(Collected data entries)
────────────────
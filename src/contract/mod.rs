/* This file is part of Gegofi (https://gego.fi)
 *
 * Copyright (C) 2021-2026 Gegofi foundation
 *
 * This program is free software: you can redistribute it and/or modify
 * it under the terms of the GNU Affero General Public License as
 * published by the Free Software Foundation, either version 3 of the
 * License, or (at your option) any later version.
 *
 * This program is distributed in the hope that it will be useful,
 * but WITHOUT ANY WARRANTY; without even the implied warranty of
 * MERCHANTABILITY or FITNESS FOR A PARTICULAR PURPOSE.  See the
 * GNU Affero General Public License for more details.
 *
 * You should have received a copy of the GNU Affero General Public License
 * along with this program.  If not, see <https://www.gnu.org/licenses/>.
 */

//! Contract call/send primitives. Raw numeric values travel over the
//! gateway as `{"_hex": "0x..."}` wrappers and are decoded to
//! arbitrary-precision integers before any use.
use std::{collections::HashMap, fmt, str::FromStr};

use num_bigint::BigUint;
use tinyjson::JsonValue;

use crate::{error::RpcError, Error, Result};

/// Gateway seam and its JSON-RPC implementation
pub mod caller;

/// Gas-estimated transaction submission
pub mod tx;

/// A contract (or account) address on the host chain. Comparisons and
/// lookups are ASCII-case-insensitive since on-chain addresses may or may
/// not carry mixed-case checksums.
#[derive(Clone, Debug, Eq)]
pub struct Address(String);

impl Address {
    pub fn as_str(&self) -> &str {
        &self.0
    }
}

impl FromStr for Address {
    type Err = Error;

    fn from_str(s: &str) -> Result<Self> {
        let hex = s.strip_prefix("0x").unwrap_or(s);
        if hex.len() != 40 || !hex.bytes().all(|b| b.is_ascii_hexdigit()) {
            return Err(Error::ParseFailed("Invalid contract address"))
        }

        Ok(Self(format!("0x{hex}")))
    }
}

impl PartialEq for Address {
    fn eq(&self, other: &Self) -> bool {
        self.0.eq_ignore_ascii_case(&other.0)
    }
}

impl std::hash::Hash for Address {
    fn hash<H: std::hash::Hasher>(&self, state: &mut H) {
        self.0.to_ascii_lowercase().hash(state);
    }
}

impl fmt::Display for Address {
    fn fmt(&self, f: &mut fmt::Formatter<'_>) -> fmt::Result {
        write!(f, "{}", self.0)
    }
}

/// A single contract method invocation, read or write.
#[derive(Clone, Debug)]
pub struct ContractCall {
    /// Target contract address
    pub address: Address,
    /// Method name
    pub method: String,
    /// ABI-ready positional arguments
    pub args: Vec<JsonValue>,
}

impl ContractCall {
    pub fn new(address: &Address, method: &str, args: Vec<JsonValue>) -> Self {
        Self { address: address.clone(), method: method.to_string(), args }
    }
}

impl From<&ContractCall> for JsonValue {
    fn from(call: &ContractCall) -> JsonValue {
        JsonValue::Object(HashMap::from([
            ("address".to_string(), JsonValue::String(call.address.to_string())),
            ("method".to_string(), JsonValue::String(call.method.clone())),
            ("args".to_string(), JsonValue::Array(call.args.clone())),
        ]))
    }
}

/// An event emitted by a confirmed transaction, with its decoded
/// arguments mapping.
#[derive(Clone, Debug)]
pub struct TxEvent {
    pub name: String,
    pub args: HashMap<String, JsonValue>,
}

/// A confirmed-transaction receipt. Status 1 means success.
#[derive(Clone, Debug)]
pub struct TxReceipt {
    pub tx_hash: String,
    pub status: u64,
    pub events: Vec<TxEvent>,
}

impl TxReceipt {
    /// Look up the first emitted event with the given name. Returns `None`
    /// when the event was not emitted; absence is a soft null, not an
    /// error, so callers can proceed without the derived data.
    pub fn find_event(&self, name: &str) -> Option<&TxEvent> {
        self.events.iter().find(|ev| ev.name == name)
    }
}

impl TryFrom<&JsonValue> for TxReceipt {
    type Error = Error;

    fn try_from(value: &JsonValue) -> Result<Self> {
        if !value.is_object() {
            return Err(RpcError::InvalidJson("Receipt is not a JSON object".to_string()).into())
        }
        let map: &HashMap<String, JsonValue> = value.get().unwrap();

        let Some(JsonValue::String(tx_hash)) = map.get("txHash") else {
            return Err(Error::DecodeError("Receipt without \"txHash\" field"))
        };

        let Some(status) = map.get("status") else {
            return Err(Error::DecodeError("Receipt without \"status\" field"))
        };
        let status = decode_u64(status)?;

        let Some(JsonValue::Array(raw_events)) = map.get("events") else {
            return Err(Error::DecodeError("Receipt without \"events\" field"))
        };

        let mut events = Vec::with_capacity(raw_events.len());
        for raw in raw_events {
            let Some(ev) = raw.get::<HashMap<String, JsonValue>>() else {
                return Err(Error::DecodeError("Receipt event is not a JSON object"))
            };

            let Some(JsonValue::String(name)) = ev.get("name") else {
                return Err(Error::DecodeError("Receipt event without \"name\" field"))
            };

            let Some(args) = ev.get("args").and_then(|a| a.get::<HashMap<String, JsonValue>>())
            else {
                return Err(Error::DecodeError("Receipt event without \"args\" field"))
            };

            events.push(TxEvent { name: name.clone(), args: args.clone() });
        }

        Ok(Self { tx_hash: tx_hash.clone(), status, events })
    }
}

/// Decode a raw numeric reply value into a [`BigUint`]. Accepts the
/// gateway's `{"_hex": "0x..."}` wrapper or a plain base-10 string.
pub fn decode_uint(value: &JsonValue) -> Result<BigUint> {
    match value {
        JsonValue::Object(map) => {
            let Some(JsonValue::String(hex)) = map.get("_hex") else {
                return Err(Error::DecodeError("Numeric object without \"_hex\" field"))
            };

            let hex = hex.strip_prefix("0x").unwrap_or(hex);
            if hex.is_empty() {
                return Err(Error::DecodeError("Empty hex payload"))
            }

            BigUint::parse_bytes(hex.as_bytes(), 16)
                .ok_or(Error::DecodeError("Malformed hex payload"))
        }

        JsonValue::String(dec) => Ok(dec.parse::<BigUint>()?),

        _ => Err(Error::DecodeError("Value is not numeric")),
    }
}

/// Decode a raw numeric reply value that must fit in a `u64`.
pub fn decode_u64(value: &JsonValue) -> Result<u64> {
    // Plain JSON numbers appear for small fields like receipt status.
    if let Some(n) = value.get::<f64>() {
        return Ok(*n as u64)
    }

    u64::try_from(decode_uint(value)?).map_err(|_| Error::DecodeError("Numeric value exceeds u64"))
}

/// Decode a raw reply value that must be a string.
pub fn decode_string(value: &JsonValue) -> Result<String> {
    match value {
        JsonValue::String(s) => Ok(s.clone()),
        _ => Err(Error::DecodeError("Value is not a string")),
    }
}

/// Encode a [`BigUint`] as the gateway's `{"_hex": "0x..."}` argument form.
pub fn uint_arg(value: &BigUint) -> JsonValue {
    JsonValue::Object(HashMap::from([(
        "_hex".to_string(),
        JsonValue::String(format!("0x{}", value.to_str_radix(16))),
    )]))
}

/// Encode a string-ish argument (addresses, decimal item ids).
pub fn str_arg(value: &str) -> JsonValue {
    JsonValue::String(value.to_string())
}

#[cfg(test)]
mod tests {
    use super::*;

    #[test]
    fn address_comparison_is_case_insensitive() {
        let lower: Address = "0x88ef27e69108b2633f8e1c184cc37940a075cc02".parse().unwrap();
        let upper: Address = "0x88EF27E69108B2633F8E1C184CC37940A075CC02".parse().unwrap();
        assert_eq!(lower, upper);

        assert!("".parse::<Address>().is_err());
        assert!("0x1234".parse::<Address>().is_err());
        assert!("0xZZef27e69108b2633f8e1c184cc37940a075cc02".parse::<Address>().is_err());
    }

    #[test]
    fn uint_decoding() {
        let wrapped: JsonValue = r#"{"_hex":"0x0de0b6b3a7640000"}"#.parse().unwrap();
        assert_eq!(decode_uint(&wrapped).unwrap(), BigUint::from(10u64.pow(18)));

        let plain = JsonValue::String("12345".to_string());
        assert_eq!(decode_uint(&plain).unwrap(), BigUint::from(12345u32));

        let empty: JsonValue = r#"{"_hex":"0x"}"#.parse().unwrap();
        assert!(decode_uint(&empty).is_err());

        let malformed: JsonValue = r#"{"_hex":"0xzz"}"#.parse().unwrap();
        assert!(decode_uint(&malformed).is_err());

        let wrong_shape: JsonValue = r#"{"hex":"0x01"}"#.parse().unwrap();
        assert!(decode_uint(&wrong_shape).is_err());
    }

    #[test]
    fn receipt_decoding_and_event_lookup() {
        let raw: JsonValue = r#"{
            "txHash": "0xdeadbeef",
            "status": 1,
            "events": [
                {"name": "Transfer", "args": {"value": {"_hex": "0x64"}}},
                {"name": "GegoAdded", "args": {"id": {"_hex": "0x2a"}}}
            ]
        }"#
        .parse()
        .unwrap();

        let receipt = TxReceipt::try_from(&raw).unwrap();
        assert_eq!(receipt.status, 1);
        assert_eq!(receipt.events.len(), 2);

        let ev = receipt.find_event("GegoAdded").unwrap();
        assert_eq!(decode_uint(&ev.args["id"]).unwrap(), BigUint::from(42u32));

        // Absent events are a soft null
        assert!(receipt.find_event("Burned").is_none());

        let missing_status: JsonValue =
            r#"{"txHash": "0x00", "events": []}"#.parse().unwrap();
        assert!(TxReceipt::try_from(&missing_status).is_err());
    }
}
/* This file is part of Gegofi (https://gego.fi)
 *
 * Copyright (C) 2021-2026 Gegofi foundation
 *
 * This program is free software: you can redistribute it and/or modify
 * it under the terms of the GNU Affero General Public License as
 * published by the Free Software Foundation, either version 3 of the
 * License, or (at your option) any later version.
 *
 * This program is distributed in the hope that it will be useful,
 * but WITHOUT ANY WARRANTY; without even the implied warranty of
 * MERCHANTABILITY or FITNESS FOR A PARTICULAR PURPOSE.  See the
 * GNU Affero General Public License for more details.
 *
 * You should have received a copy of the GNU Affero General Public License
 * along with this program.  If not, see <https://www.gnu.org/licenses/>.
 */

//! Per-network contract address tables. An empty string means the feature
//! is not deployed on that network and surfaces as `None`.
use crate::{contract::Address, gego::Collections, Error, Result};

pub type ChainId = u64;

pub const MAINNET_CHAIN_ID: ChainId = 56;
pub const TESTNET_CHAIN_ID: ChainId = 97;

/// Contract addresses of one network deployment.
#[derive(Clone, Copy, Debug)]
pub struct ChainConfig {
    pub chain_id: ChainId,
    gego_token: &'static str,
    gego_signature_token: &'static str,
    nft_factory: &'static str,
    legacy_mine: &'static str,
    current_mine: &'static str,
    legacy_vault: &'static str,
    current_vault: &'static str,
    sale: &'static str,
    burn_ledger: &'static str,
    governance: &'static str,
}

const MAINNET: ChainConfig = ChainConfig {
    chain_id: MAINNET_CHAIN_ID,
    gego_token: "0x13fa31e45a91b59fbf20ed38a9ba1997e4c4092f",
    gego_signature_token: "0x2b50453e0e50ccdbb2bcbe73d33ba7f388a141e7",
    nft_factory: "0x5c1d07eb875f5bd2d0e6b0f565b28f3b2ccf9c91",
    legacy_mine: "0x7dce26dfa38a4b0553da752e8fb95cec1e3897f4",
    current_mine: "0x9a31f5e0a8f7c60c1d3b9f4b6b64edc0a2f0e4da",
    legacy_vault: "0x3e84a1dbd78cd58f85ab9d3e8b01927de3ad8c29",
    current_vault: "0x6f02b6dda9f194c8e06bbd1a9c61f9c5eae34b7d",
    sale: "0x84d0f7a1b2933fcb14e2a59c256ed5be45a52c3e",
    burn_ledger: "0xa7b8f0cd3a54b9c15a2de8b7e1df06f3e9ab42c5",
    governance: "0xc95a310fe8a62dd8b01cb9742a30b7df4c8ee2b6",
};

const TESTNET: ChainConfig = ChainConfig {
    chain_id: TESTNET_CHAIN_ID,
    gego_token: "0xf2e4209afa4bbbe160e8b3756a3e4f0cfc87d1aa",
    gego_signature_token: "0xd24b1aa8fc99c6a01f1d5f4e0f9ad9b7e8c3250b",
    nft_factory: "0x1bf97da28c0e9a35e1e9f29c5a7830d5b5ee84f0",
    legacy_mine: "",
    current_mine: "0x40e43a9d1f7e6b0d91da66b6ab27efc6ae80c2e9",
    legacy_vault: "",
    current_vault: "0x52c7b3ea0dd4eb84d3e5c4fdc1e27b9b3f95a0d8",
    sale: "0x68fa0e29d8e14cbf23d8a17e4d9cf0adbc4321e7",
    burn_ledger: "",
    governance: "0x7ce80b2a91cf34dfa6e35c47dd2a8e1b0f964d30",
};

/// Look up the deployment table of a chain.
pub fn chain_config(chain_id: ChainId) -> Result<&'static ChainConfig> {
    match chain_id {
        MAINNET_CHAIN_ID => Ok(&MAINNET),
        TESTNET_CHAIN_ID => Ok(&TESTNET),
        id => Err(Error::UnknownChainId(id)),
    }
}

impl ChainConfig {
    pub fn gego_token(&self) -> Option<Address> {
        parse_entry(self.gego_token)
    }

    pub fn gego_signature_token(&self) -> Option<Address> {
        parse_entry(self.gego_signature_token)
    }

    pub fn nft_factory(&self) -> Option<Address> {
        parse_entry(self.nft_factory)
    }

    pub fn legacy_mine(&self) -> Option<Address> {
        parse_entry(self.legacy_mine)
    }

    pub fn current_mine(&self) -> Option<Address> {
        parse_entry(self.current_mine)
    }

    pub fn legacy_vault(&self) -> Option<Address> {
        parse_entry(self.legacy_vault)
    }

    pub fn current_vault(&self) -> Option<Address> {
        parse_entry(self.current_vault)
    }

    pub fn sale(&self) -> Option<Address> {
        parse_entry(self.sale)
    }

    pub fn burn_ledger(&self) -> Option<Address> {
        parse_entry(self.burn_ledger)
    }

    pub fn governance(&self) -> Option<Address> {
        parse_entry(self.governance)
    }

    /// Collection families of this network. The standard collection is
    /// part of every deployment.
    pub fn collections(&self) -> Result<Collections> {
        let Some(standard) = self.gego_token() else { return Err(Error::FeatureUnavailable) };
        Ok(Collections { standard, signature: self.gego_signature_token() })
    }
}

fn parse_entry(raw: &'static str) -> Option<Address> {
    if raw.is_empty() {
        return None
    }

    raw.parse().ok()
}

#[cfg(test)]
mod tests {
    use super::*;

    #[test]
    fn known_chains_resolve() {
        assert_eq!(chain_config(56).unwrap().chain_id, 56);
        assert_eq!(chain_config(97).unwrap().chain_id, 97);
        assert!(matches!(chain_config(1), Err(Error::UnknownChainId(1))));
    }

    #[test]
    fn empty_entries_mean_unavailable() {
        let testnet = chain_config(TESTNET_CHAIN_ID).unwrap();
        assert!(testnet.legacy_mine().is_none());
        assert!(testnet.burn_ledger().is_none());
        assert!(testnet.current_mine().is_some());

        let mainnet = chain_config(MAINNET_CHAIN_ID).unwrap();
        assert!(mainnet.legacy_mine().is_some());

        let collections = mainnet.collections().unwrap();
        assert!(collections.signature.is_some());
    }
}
────────────────
Would you print, exactly as written, every line above from the one holding "args: Vec<JsonValue>) ->" through the one holding "let mut events", with both included and no other lines?

    pub fn new(address: &Address, method: &str, args: Vec<JsonValue>) -> Self {
        Self { address: address.clone(), method: method.to_string(), args }
    }
}

impl From<&ContractCall> for JsonValue {
    fn from(call: &ContractCall) -> JsonValue {
        JsonValue::Object(HashMap::from([
            ("address".to_string(), JsonValue::String(call.address.to_string())),
            ("method".to_string(), JsonValue::String(call.method.clone())),
            ("args".to_string(), JsonValue::Array(call.args.clone())),
        ]))
    }
}

/// An event emitted by a confirmed transaction, with its decoded
/// arguments mapping.
#[derive(Clone, Debug)]
pub struct TxEvent {
    pub name: String,
    pub args: HashMap<String, JsonValue>,
}

/// A confirmed-transaction receipt. Status 1 means success.
#[derive(Clone, Debug)]
pub struct TxReceipt {
    pub tx_hash: String,
    pub status: u64,
    pub events: Vec<TxEvent>,
}

impl TxReceipt {
    /// Look up the first emitted event with the given name. Returns `None`
    /// when the event was not emitted; absence is a soft null, not an
    /// error, so callers can proceed without the derived data.
    pub fn find_event(&self, name: &str) -> Option<&TxEvent> {
        self.events.iter().find(|ev| ev.name == name)
    }
}

impl TryFrom<&JsonValue> for TxReceipt {
    type Error = Error;

    fn try_from(value: &JsonValue) -> Result<Self> {
        if !value.is_object() {
            return Err(RpcError::InvalidJson("Receipt is not a JSON object".to_string()).into())
        }
        let map: &HashMap<String, JsonValue> = value.get().unwrap();

        let Some(JsonValue::String(tx_hash)) = map.get("txHash") else {
            return Err(Error::DecodeError("Receipt without \"txHash\" field"))
        };

        let Some(status) = map.get("status") else {
            return Err(Error::DecodeError("Receipt without \"status\" field"))
        };
        let status = decode_u64(status)?;

        let Some(JsonValue::Array(raw_events)) = map.get("events") else {
            return Err(Error::DecodeError("Receipt without \"events\" field"))
        };

        let mut events = Vec::with_capacity(raw_events.len());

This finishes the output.